For the pagination, select the first small document, turn on Page Numbering in the Section dialog box, and repeat for each file, including the last one.. Now choose Page Setup and Set Page Numbers At box to zero (0) for all but the first small file. Set its value to 1. Word now knows that it should use the next available number on each of the files. (Thanks Tami Saiz, Penn Printout,. U of Penn)
New Mac II owners may run into a bomb which causes the II not to recognize a hard disk at all. You will get a disk icon with a question mark on the screen. To fix this, boot from a floppy, hold down Command/Option/Shift and select the Control Panel. You will be asked if you want to reformat. Say yes. Now open Startup Device in the Control Panel (left side -- scroll it if you have to). Click on the icon for your hard disk. Close the Control Panel, Shutdown, and reboot.
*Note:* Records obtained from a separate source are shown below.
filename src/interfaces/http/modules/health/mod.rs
pub mod handlers;

pub use handlers::*;
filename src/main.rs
//! Freight pricing HTTP server.
//!
//! Reads configuration from `FREIGHT_CONFIG` or
//! `~/.config/freight-pricing/config.toml`.

use tracing::{error, info};

use freight_pricing::config::{config_path_from_env, AppConfig};
use freight_pricing::server::{init_tracing, ServerHandle, ServerOptions};

#[tokio::main]
async fn main() -> Result<(), Box<dyn std::error::Error>> {
    let config_path = config_path_from_env();
    let config = match AppConfig::load(&config_path) {
        Ok(cfg) => {
            init_tracing(&cfg);
            info!("Configuration loaded from {}", config_path.display());
            cfg
        }
        Err(e) => {
            let fallback = AppConfig::default();
            init_tracing(&fallback);
            error!("Failed to load config from {}: {}", config_path.display(), e);
            error!("Using default configuration.");
            fallback
        }
    };

    let handle = ServerHandle::start(ServerOptions {
        config,
        auto_migrate: true,
    })
    .await?;
    handle.install_signal_handler();
    info!("Press Ctrl+C to shutdown gracefully.");

    handle.shutdown_signal().wait().await;
    handle.wait().await;
    Ok(())
}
Your hard disk should take charge.
If you are an “original Mac” owner who has moved up to a Mac II or Mac SE and you kept your external hard disk, you may be not be running nearly as fast as the newer models permit. The culprit is the interleave factor. The Plus and 512 use a 1:3 interleave. But the SE uses 1:2 and the Mac II uses 1:1. If you don’t change the interleave, you are not gaining the speed which is available in the SE and the II. Read your hard disk instruction manual and take a peek at the accompanying software. You should find instructions there on changing the interleave.
Three ways to eject a disk from within an application. First, Command/Shift 1 or 2 eject the internal or external disk (right and left hand on the Mac II). Second, Pull down the File menu to Save As… and use the Drive button to get to the disk you want to eject. Now use the Eject button and Cancel back into your program. Third, use DiskTop. It lets you eject disks just like you do in the Finder.
HyperCard
Remember to annotate HyperCard scripts with comments. To do this, use a double hyphen (--) followed by your comments. HyperCard will ignore all comments following a double hyphen. If the comment wraps to more than one line, each line of comment must be preceded by another double hyphen.
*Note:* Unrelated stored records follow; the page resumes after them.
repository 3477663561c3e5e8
//! Tariff aggregate
//!
//! Contains the tariff row entity, its route key, and the repository contract.

pub mod model;
pub mod repository;

pub use model::{
    AdValorem, DifficultDelivery, Hazardous, RouteKey, TariffRow, Toll, WeightTiers,
};
pub use repository::TariffRepository;

#[cfg(test)]
pub(crate) mod fixtures {
    use super::*;

    /// Reference row for MG/METROPOLITANA -> SP/CAPITAL.
    pub fn sample_row() -> TariffRow {
        TariffRow {
            route: RouteKey::new("MG", "METROPOLITANA", "SP", "CAPITAL"),
            weight_tiers: WeightTiers {
                up_to_10: 4512,
                up_to_20: 5230,
                up_to_30: 6105,
                up_to_50: 7480,
                up_to_70: 9120,
                up_to_100: 11250,
                per_kg_up_to_200: 62,
                per_kg_above_200: 51,
            },
            ad_valorem: AdValorem { rate: 35, min: 1200 },
            dispatch_fee: 1856,
            toll: Toll { fixed: 219, per_kg: 2 },
            hazardous: Hazardous {
                percent: 25,
                floor_up_to_100: 1500,
                floor_above_100: 4000,
            },
            difficult_delivery: DifficultDelivery {
                tde1_percent: 20,
                tde1_min: 3500,
                tde1_max: 30000,
                tde2_percent: 15,
                tde2_min: 2500,
            },
        }
    }
}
However, if a HyperTalk line of script (not a comment) exceeds a single line, an ßL (¬) must appear at the end of each line of a continued script.
Example:
on mouseUp -- when you lift your finger off
-- the mouse button comment here
play boing tempo 200 c3q f g a d4h g d e ¬
ch d e f g -- this script took more than one line
end mouseUp -- this means this script is completed
Want to locate the coordinates of a point on the screen in HyperCard? Click at the chosen point. Now open the Message Box (Command/M) and type put the clickLock. The coordinates will magically appear in the Message Box.
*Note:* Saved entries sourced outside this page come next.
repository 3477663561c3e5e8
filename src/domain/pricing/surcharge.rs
//! Surcharge computations
//!
//! Every function works in cents on un-grossed amounts. Percent-of-base
//! surcharges (hazardous, TDE) take the resolved base charge as input.

use rust_decimal::Decimal;

use super::in_range;
use super::policy::PERCENT_SCALE;
use super::request::PricingRequest;
use crate::domain::tariff::{AdValorem, DifficultDelivery, Hazardous, TariffRow, Toll};
use crate::domain::DomainResult;

/// Weight threshold (kg, inclusive) separating the toll fixed fee from the
/// per-kg toll, and the two hazardous floors.
pub const SURCHARGE_WEIGHT_THRESHOLD: i64 = 100;

fn up_to_threshold(weight_kg: Decimal) -> bool {
    weight_kg <= Decimal::from(SURCHARGE_WEIGHT_THRESHOLD)
}

fn percent_of(base: Decimal, percent: i64) -> DomainResult<Decimal> {
    let scaled = in_range(base.checked_mul(Decimal::from(percent)))?;
    in_range(scaled.checked_div(Decimal::from(PERCENT_SCALE)))
}

/// Surcharge amounts in cents, before gross-up and rounding.
#[derive(Debug, Clone, PartialEq, Eq)]
pub struct Surcharges {
    pub ad_valorem: Decimal,
    pub dispatch: Decimal,
    pub toll: Decimal,
    pub hazardous: Decimal,
    pub tde1: Decimal,
    pub tde2: Decimal,
}

impl Surcharges {
    pub fn compute(
        row: &TariffRow,
        base_charge: Decimal,
        request: &PricingRequest,
        ad_valorem_scale: u32,
    ) -> DomainResult<Self> {
        let weight = request.weight_kg;
        let (tde1, tde2) = if request.difficult_delivery {
            (
                tde1(&row.difficult_delivery, base_charge)?,
                tde2(&row.difficult_delivery, base_charge)?,
            )
        } else {
            (Decimal::ZERO, Decimal::ZERO)
        };
        let hazardous = if request.hazardous {
            hazardous(&row.hazardous, base_charge, weight)?
        } else {
            Decimal::ZERO
        };

        Ok(Self {
            ad_valorem: ad_valorem(&row.ad_valorem, request.merchandise_value, ad_valorem_scale)?,
            dispatch: Decimal::from(row.dispatch_fee),
            toll: toll(&row.toll, weight)?,
            hazardous,
            tde1,
            tde2,
        })
    }
}

/// `max(value_cents * rate / scale, min)`; `merchandise_value` is in major
/// units.
pub fn ad_valorem(
    params: &AdValorem,
    merchandise_value: Decimal,
    scale: u32,
) -> DomainResult<Decimal> {
    let value_cents = in_range(merchandise_value.checked_mul(Decimal::ONE_HUNDRED))?;
    let scaled = in_range(value_cents.checked_mul(Decimal::from(params.rate)))?;
    let calc = in_range(scaled.checked_div(Decimal::from(scale)))?;
    Ok(calc.max(Decimal::from(params.min)))
}

/// Fixed fee up to the threshold, per-kg rate times raw weight above it.
pub fn toll(params: &Toll, weight_kg: Decimal) -> DomainResult<Decimal> {
    if up_to_threshold(weight_kg) {
        Ok(Decimal::from(params.fixed))
    } else {
        in_range(Decimal::from(params.per_kg).checked_mul(weight_kg))
    }
}

/// Percent of base charge, floored by the band's minimum.
pub fn hazardous(
    params: &Hazardous,
    base_charge: Decimal,
    weight_kg: Decimal,
) -> DomainResult<Decimal> {
    let floor = if up_to_threshold(weight_kg) {
        params.floor_up_to_100
    } else {
        params.floor_above_100
    };
    Ok(percent_of(base_charge, params.percent)?.max(Decimal::from(floor)))
}

/// Percent of base charge clamped to `[tde1_min, tde1_max]`. The floor is
/// applied last, so a row with `max < min` yields `min`.
pub fn tde1(params: &DifficultDelivery, base_charge: Decimal) -> DomainResult<Decimal> {
    Ok(percent_of(base_charge, params.tde1_percent)?
        .min(Decimal::from(params.tde1_max))
        .max(Decimal::from(params.tde1_min)))
}

/// Percent of base charge with a floor only.
pub fn tde2(params: &DifficultDelivery, base_charge: Decimal) -> DomainResult<Decimal> {
    Ok(percent_of(base_charge, params.tde2_percent)?.max(Decimal::from(params.tde2_min)))
}
//! Create freight_tariffs table

use sea_orm_migration::prelude::*;

#[derive(DeriveMigrationName)]
pub struct Migration;

#[async_trait::async_trait]
impl MigrationTrait for Migration {
    async fn up(&self, manager: &SchemaManager) -> Result<(), DbErr> {
        let money_columns = [
            FreightTariffs::WeightUpTo10,
            FreightTariffs::WeightUpTo20,
            FreightTariffs::WeightUpTo30,
            FreightTariffs::WeightUpTo50,
            FreightTariffs::WeightUpTo70,
            FreightTariffs::WeightUpTo100,
            FreightTariffs::PerKgUpTo200,
            FreightTariffs::PerKgAbove200,
            FreightTariffs::AdValoremRate,
            FreightTariffs::AdValoremMin,
            FreightTariffs::DispatchFee,
            FreightTariffs::TollFixed,
            FreightTariffs::TollPerKg,
            FreightTariffs::HazardousPercent,
            FreightTariffs::HazardousFloorUpTo100,
            FreightTariffs::HazardousFloorAbove100,
            FreightTariffs::Tde1Percent,
            FreightTariffs::Tde1Min,
            FreightTariffs::Tde1Max,
            FreightTariffs::Tde2Percent,
            FreightTariffs::Tde2Min,
        ];

        let mut table = Table::create();
        table
            .table(FreightTariffs::Table)
            .if_not_exists()
            .col(
                ColumnDef::new(FreightTariffs::Id)
                    .integer()
                    .not_null()
                    .auto_increment()
                    .primary_key(),
            )
            .col(
                ColumnDef::new(FreightTariffs::OriginRegion)
                    .string_len(2)
                    .not_null(),
            )
            .col(
                ColumnDef::new(FreightTariffs::OriginClassification)
                    .string_len(50)
                    .not_null(),
            )
            .col(
                ColumnDef::new(FreightTariffs::DestinationRegion)
                    .string_len(2)
                    .not_null(),
            )
            .col(
                ColumnDef::new(FreightTariffs::DestinationClassification)
                    .string_len(50)
                    .not_null(),
            );

        for column in money_columns {
            table.col(
                ColumnDef::new(column)
                    .big_integer()
                    .not_null()
                    .default(0),
            );
        }

        table
            .col(
                ColumnDef::new(FreightTariffs::CreatedAt)
                    .timestamp_with_time_zone()
                    .not_null(),
            )
            .col(
                ColumnDef::new(FreightTariffs::UpdatedAt)
                    .timestamp_with_time_zone()
                    .not_null(),
            );

        manager.create_table(table.to_owned()).await?;

        // A route resolves to at most one row
        manager
            .create_index(
                Index::create()
                    .name("idx_freight_tariffs_route")
                    .table(FreightTariffs::Table)
                    .col(FreightTariffs::OriginRegion)
                    .col(FreightTariffs::OriginClassification)
                    .col(FreightTariffs::DestinationRegion)
                    .col(FreightTariffs::DestinationClassification)
                    .unique()
                    .to_owned(),
            )
            .await
    }

    async fn down(&self, manager: &SchemaManager) -> Result<(), DbErr> {
        manager
            .drop_table(Table::drop().table(FreightTariffs::Table).to_owned())
            .await
    }
}

#[derive(Iden, Clone, Copy)]
pub enum FreightTariffs {
    Table,
    Id,
    OriginRegion,
    OriginClassification,
    DestinationRegion,
    DestinationClassification,
    #[iden = "weight_up_to_10"]
    WeightUpTo10,
    #[iden = "weight_up_to_20"]
    WeightUpTo20,
    #[iden = "weight_up_to_30"]
    WeightUpTo30,
    #[iden = "weight_up_to_50"]
    WeightUpTo50,
    #[iden = "weight_up_to_70"]
    WeightUpTo70,
    #[iden = "weight_up_to_100"]
    WeightUpTo100,
    #[iden = "per_kg_up_to_200"]
    PerKgUpTo200,
    #[iden = "per_kg_above_200"]
    PerKgAbove200,
    AdValoremRate,
    AdValoremMin,
    DispatchFee,
    TollFixed,
    TollPerKg,
    HazardousPercent,
    #[iden = "hazardous_floor_up_to_100"]
    HazardousFloorUpTo100,
    #[iden = "hazardous_floor_above_100"]
    HazardousFloorAbove100,
    #[iden = "tde1_percent"]
    Tde1Percent,
    #[iden = "tde1_min"]
    Tde1Min,
    #[iden = "tde1_max"]
    Tde1Max,
    #[iden = "tde2_percent"]
    Tde2Percent,
    #[iden = "tde2_min"]
    Tde2Min,
    CreatedAt,
    UpdatedAt,
}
If you have been looking for a way to turn HyperCard snd sound files back into Sound Wave files, fear not. Get Sound Leech off the bulletin boards. Once you have converted a snd resource to a SoundWave file, you can alter it, resample it, clip sound from it, add sound to it, and combine several sounds in a single file.
Music or voices played from a floppy sound scratchy in HyperCard. To improve the sound, type this after the “play” line: wait until the sound is "done".
Whoops! Command/Backspace deletes the last card in your HyperCard stack without warning. In version 1.1, you can Undo, but watch out! You may accidentally remove the card with an inadvertent Command/Shift/Backspace.
HyperCard developers will never be certified Apple developers. The bottom line is that HyperCard does not count in this arena. There will never be a HyperCard compiler, according to Apple officials. Dan Shafer says HyperTalk is programming. Apple says it is “stack authoring.”
S’matter Apple, afraid too many of “The Rest of Us” can do it?
How about a 10.3 megabyte HyperCard stack? Look for The Congress Stack ($159.95). It contains 19 stacks and includes pictures, biographies, district maps, staff, phone numbers, committee assignments, capitol floor plans and a lot more. It takes an hour to load it onto a hard disk. (Thanks, Washington Apple Pi.)